Primary nucleic acid databases store nucleotide sequences directly from researchers.
GenBank, EMBL, and DDBJ are the three most important primary databases, providing public access to raw sequence data.
GenBank is hosted by the National Institute of Health (USA).
DDJB is located in Japan.
EMBL is located in Europe.
These three databases synchronize data daily, ensuring the most up-to-date information.
They are considered primary databases because they contain the original sequencing data.
4.1 EMBL
EMBL Nucleotide Sequence Collection: This is a database maintained by the European Bioinformatics Institute (EBI).
Purpose: It stores primary nucleotide sequences.
Sources: The data originates from various sources, including individual scientists, gene sequencing facilities, and patent offices.
4.2 GenBank
GenBank is a publicly accessible database containing all available nucleotide sequences and their protein interpretations.
It’s a crucial part of the NCBI (National Center for Biotechnology Information) and is responsible for managing this data collection (INSDC).
GenBank provides access to DNA sequences from various species, exceeding 100,000, generated in labs worldwide.
It has become a vital resource for scientists researching natural environments.
GenBank is expanding rapidly, with an exponential growth rate since its inception.
4.3 DDBJ
DDBJ is a nucleotide sequencing database located at the National Institute of Genetics (NIG) in Shizuoka, Japan.
It is the only database specifically designed for use in Asia.
While primarily used by Japanese researchers, DDBJ welcomes contributions from international researchers and donors.
5 Primary protein databases
Primary protein databases store information about protein sequences and structures.
Sequence databases are crucial for both protein and nucleic acid arrangements.
Structure databases are specific to proteins.
The Protein Data Bank (PDB) was established in 1972 and now houses over 200,000 protein structures.
SWISS-PROT is a protein sequence database containing approximately 70,000 sequences from over 5,000 species.
These databases are openly accessible to researchers and contribute to scientific research and data analysis.
5.1 PDB
PDB is the primary source for structural information of biological macromolecules.
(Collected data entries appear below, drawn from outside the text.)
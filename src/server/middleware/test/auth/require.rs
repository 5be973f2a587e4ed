use super::*;

/// Tests any authenticated user passes when no permission is required.
///
/// Expected: Ok(User)
#[tokio::test]
async fn allows_authenticated_user() -> Result<(), AppError> {
    let test = TestBuilder::new().with_all_tables().build().await.unwrap();
    let db = test.db.as_ref().unwrap();
    let tokens = tokens();

    let user = factory::create_user(db).await?;
    let pair = tokens.issue_pair(user.id, &user.email)?;
    let headers = headers_with(&format!("Bearer {}", pair.access_token));

    let result = AuthGuard::new(db, &tokens, &headers).require(&[]).await?;

    assert_eq!(result.id, user.id);

    Ok(())
}

/// Tests admins pass the admin permission check.
///
/// Expected: Ok(User)
#[tokio::test]
async fn allows_admin() -> Result<(), AppError> {
    let test = TestBuilder::new().with_all_tables().build().await.unwrap();
    let db = test.db.as_ref().unwrap();
    let tokens = tokens();

    let admin = factory::user::UserFactory::new(db).admin(true).build().await?;
    let pair = tokens.issue_pair(admin.id, &admin.email)?;
    let headers = headers_with(&format!("Bearer {}", pair.access_token));

    let result = AuthGuard::new(db, &tokens, &headers)
        .require(&[Permission::Admin])
        .await?;

    assert_eq!(result.id, admin.id);

    Ok(())
}

/// Tests regular users are denied admin operations.
///
/// Expected: Err(AuthError::AccessDenied)
#[tokio::test]
async fn denies_non_admin() -> Result<(), AppError> {
    let test = TestBuilder::new().with_all_tables().build().await.unwrap();
    let db = test.db.as_ref().unwrap();
    let tokens = tokens();

    let user = factory::create_user(db).await?;
    let pair = tokens.issue_pair(user.id, &user.email)?;
    let headers = headers_with(&format!("Bearer {}", pair.access_token));

    let result = AuthGuard::new(db, &tokens, &headers)
        .require(&[Permission::Admin])
        .await;

    assert!(matches!(
        result,
        Err(AppError::AuthErr(AuthError::AccessDenied(id, _))) if id == user.id
    ));

    Ok(())
}

/// Tests a request without a token is rejected.
///
/// Expected: Err(AuthError::MissingToken)
#[tokio::test]
async fn fails_without_token() {
    let test = TestBuilder::new().with_all_tables().build().await.unwrap();
    let db = test.db.as_ref().unwrap();
    let tokens = tokens();
    let headers = HeaderMap::new();

    let result = AuthGuard::new(db, &tokens, &headers).require(&[]).await;

    assert!(matches!(
        result,
        Err(AppError::AuthErr(AuthError::MissingToken))
    ));
}

/// Tests a refresh token cannot be used as an access token.
///
/// Expected: Err(AuthError::InvalidToken)
#[tokio::test]
async fn fails_with_refresh_token() -> Result<(), AppError> {
    let test = TestBuilder::new().with_all_tables().build().await.unwrap();
    let db = test.db.as_ref().unwrap();
    let tokens = tokens();

    let user = factory::create_user(db).await?;
    let pair = tokens.issue_pair(user.id, &user.email)?;
    let headers = headers_with(&format!("Bearer {}", pair.refresh_token));

    let result = AuthGuard::new(db, &tokens, &headers).require(&[]).await;

    assert!(matches!(
        result,
        Err(AppError::AuthErr(AuthError::InvalidToken(_)))
    ));

    Ok(())
}

/// Tests a valid token for a deleted user is rejected.
///
/// Expected: Err(AuthError::UserNotInDatabase)
#[tokio::test]
async fn fails_for_deleted_user() {
    let test = TestBuilder::new().with_all_tables().build().await.unwrap();
    let db = test.db.as_ref().unwrap();
    let tokens = tokens();

    let pair = tokens.issue_pair(4242, "gone@example.com").unwrap();
    let headers = headers_with(&format!("Bearer {}", pair.access_token));

    let result = AuthGuard::new(db, &tokens, &headers).require(&[]).await;

    assert!(matches!(
        result,
        Err(AppError::AuthErr(AuthError::UserNotInDatabase(4242)))
    ));
}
It’s a widely used library containing both structural data and visual representations.
PDB serves as the foundation for many derived databases in structural bioinformatics.
PDB archive stores 3D coordinates and information about biological molecules. This data includes details about the particles that make up proteins and their spatial arrangement.
PDB files can be accessed in various formats: PDB, mmCIF, and XML.
PDB files contain a header section with extensive information. This includes protein summaries, reference data, and details about the structural arrangement.
PDB files also include a list of particles and their directions.
The data in PDB files is determined through exploratory methods. These methods are documented within the files.
RCSB Protein Data Bank supplements the data with tools and resources for research and education in various fields. These fields include molecular biology, structural biology, and computational biology.
5.2 SWISS-PROT
SWISS-PROT database: This database stores amino acid sequences and connects them to relevant life science information.
Comprehensive overview: SWISS-PROT provides a comprehensive overview of each protein entry by combining findings from primary research with predictions from simulations and other methods.
Multidisciplinary data: SWISS-PROT offers a multidisciplinary overview of protein data, linking to various information databases.
Focus on human and model organisms: SWISS-PROT prioritizes annotation of human and other model organisms, but includes explanations for all species.
Comprehensive family annotation: SWISS-PROT aims to provide sufficient annotation for all protein families, including some explanations for other families based on the HAMAP project.
Continuous updates: Protein families and groups are regularly analyzed to ensure accuracy and keep up with new discoveries.
TrEMBL’s role: TrEMBL, a database aiming to cover all protein categories, provides automated annotations for proteins not yet covered in SWISS-PROT.
6 Secondary protein databases
Secondary protein databases store information derived from primary databases. They contain data like conserved protein sequences, active site residues, and signature sequences.
The Protein Data Bank (PDB) can be divided into secondary structural information bases. Each base represents a different structural feature (e.g., alpha proteins, beta proteins), providing information about their arrangement and optional structural motifs.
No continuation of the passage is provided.